* _WHAT THIS TASK INVOLVES_: Among these records, which lines include "from"? Copy them out.

Saved data entries

Start of Block

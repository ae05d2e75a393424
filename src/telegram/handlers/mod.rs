//! Telegram bot handler tree configuration
//!
//! The same schema is used in production and can be driven from tests.

mod commands;
mod links;
mod schema;
mod types;

pub use links::is_supported_link;
pub use schema::schema;
pub use types::{HandlerDeps, HandlerError};
use std::path::{Path, PathBuf};

/// Tagged audio file plus its cover, ready for delivery.
#[derive(Debug, Clone)]
pub struct AudioArtifact {
    pub audio_path: PathBuf,
    pub thumbnail_path: PathBuf,
    pub artist: String,
    pub title: String,
    /// Known from metadata; 0 is sent when absent
    pub duration_secs: Option<u32>,
    /// Per-request directory owning both files, removed by [`cleanup`](Self::cleanup)
    pub work_dir: Option<PathBuf>,
}

impl AudioArtifact {
    /// Size of the audio file on disk
    pub async fn audio_size(&self) -> std::io::Result<u64> {
        Ok(tokio::fs::metadata(&self.audio_path).await?.len())
    }

    /// Removes both files and the work directory. Missing files are not an error.
    pub async fn cleanup(&self) {
        remove_quietly(&self.audio_path).await;
        remove_quietly(&self.thumbnail_path).await;
        if let Some(dir) = &self.work_dir {
            remove_dir_quietly(dir).await;
        }
    }
}

/// Deletes `path`, logging anything other than "not found".
pub(crate) async fn remove_quietly(path: &Path) {
    match tokio::fs::remove_file(path).await {
        Ok(()) => log::debug!("Removed {}", path.display()),
        Err(e) if e.kind() == std::io::ErrorKind::NotFound => {}
        Err(e) => log::warn!("Failed to remove {}: {}", path.display(), e),
    }
}

/// Deletes `dir` with everything in it, yt-dlp `.part` leftovers included.
pub(crate) async fn remove_dir_quietly(dir: &Path) {
    match tokio::fs::remove_dir_all(dir).await {
        Ok(()) => log::debug!("Removed {}", dir.display()),
        Err(e) if e.kind() == std::io::ErrorKind::NotFound => {}
        Err(e) => log::warn!("Failed to remove {}: {}", dir.display(), e),
    }
}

End of Block

* _WRITTEN RESPONSE_:
//! The same schema is used in production and can be driven from tests.
    /// Known from metadata; 0 is sent when absent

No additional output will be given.